El racismo y la xenofobia en Estados Unidos

Infografía: TeleSur.

No se puede culpar a Donald Trump de inventar el racismo y la xenofobia en Estados Unidos, ni siquiera de institucionalizar estos prejuicios, hasta el punto de convertirlos en política oficial.

En el 1790, apenas reconocida la independencia de Estados Unidos, el Congreso dictó la primera Ley de Naturalización, donde establecía la ciudadanía estadounidense solo para las “personas blancas libres”, lo cual fue ratificado por la Corte Suprema en el 1857.

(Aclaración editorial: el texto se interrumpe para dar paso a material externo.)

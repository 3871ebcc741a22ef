use crate::models::DbService;
use eyre::Result;
use sqlx::{Pool, Postgres};
use uuid::Uuid;

pub async fn create_service(
    pool: &Pool<Postgres>,
    salon_id: Uuid,
    name: &str,
    description: &str,
    price: i32,
    duration_minutes: i32,
    category: &str,
) -> Result<DbService> {
    let service = sqlx::query_as::<_, DbService>(
        r#"
        INSERT INTO services (salon_id, name, description, price, duration_minutes, category)
        VALUES ($1, $2, $3, $4, $5, $6)
        RETURNING id, salon_id, name, description, price, duration_minutes, category,
                  is_active, created_at, updated_at
        "#,
    )
    .bind(salon_id)
    .bind(name)
    .bind(description)
    .bind(price)
    .bind(duration_minutes)
    .bind(category)
    .fetch_one(pool)
    .await?;

    Ok(service)
}

pub async fn get_service_by_id(pool: &Pool<Postgres>, id: Uuid) -> Result<Option<DbService>> {
    let service = sqlx::query_as::<_, DbService>(
        r#"
        SELECT id, salon_id, name, description, price, duration_minutes, category,
               is_active, created_at, updated_at
        FROM services
        WHERE id = $1 AND deleted_at IS NULL
        "#,
    )
    .bind(id)
    .fetch_optional(pool)
    .await?;

    Ok(service)
}

pub async fn get_services_by_salon(
    pool: &Pool<Postgres>,
    salon_id: Uuid,
) -> Result<Vec<DbService>> {
    let services = sqlx::query_as::<_, DbService>(
        r#"
        SELECT id, salon_id, name, description, price, duration_minutes, category,
               is_active, created_at, updated_at
        FROM services
        WHERE salon_id = $1 AND is_active AND deleted_at IS NULL
        ORDER BY created_at ASC
        "#,
    )
    .bind(salon_id)
    .fetch_all(pool)
    .await?;

    Ok(services)
}
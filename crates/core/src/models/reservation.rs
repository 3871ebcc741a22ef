use chrono::{DateTime, NaiveDate, NaiveTime, Utc};
use serde::{Deserialize, Serialize};
use std::fmt;
use std::str::FromStr;
use uuid::Uuid;

use crate::errors::BookingError;

/// Lifecycle state of a reservation. Only `Confirmed` and `Completed`
/// occupy staff time; cancelled reservations are retained for history but
/// never block new bookings.
#[derive(Debug, Clone, Copy, PartialEq, Eq, Serialize, Deserialize)]
#[serde(rename_all = "lowercase")]
pub enum ReservationStatus {
    Confirmed,
    Cancelled,
    Completed,
}

impl ReservationStatus {
    /// Whether a reservation in this state blocks other bookings.
    pub fn occupies_time(&self) -> bool {
        matches!(self, ReservationStatus::Confirmed | ReservationStatus::Completed)
    }
}

impl fmt::Display for ReservationStatus {
    fn fmt(&self, f: &mut fmt::Formatter<'_>) -> fmt::Result {
        let s = match self {
            ReservationStatus::Confirmed => "confirmed",
            ReservationStatus::Cancelled => "cancelled",
            ReservationStatus::Completed => "completed",
        };
        f.write_str(s)
    }
}

impl FromStr for ReservationStatus {
    type Err = BookingError;

    fn from_str(s: &str) -> Result<Self, Self::Err> {
        match s {
            "confirmed" => Ok(ReservationStatus::Confirmed),
            "cancelled" => Ok(ReservationStatus::Cancelled),
            "completed" => Ok(ReservationStatus::Completed),
            other => Err(BookingError::InvalidRequest(format!(
                "unknown reservation status: {}",
                other
            ))),
        }
    }
}

#[derive(Debug, Clone, Serialize, Deserialize)]
pub struct Reservation {
    pub id: Uuid,
    pub salon_id: Uuid,
    pub staff_id: Uuid,
    pub user_id: Uuid,
    pub service_id: Uuid,
    pub start_time: DateTime<Utc>,
    pub end_time: DateTime<Utc>,
    pub status: ReservationStatus,
    pub notes: String,
    pub total_price: i32,
    pub created_at: DateTime<Utc>,
}

/// Booking request body. `date` and `start_time` combine into a single UTC
/// instant; the duration comes from the referenced service.
#[derive(Debug, Clone, Serialize, Deserialize)]
pub struct CreateReservationRequest {
    pub salon_id: Uuid,
    pub staff_id: Uuid,
    pub service_id: Uuid,
    pub date: NaiveDate,
    #[serde(with = "crate::scheduling::hhmm")]
    pub start_time: NaiveTime,
    #[serde(default)]
    pub notes: String,
}

impl CreateReservationRequest {
    /// The requested start as a UTC instant.
    pub fn start(&self) -> DateTime<Utc> {
        self.date.and_time(self.start_time).and_utc()
    }
}

/// Reschedule request body. The reservation keeps its salon, staff and
/// service; only the interval (and optionally the notes) move.
#[derive(Debug, Clone, Serialize, Deserialize)]
pub struct UpdateReservationRequest {
    pub date: NaiveDate,
    #[serde(with = "crate::scheduling::hhmm")]
    pub start_time: NaiveTime,
    #[serde(default)]
    pub notes: Option<String>,
}

impl UpdateReservationRequest {
    /// The requested new start as a UTC instant.
    pub fn start(&self) -> DateTime<Utc> {
        self.date.and_time(self.start_time).and_utc()
    }
}

#[derive(Debug, Clone, Serialize, Deserialize)]
pub struct AvailableSlotsResponse {
    /// Ascending start times formatted as `"HH:MM"`.
    pub slots: Vec<String>,
}

#[derive(Debug, Clone, Serialize, Deserialize)]
pub struct CancelReservationResponse {
    pub message: String,
}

No obstante, en diversas etapas, incluso los inmigrantes europeos blancos fueron víctimas de la xenofobia como resultado de su origen nacional. Franceses y alemanes fueron inicialmente discriminados por no ser anglosajones. Ocurrió lo mismo con los irlandeses, despreciados por miserables y católicos, e igual pasó con judíos, italianos y eslavos.

Los fue salvando el color de la piel y se estableció la lógica malsana de convertir a los discriminados en discriminadores. Sin embargo, en el caso de aquellos que no son blancos, tal condición los ha acompañado por generaciones, sin importar que hayan nacido o el tiempo que hayan vivido en ese país.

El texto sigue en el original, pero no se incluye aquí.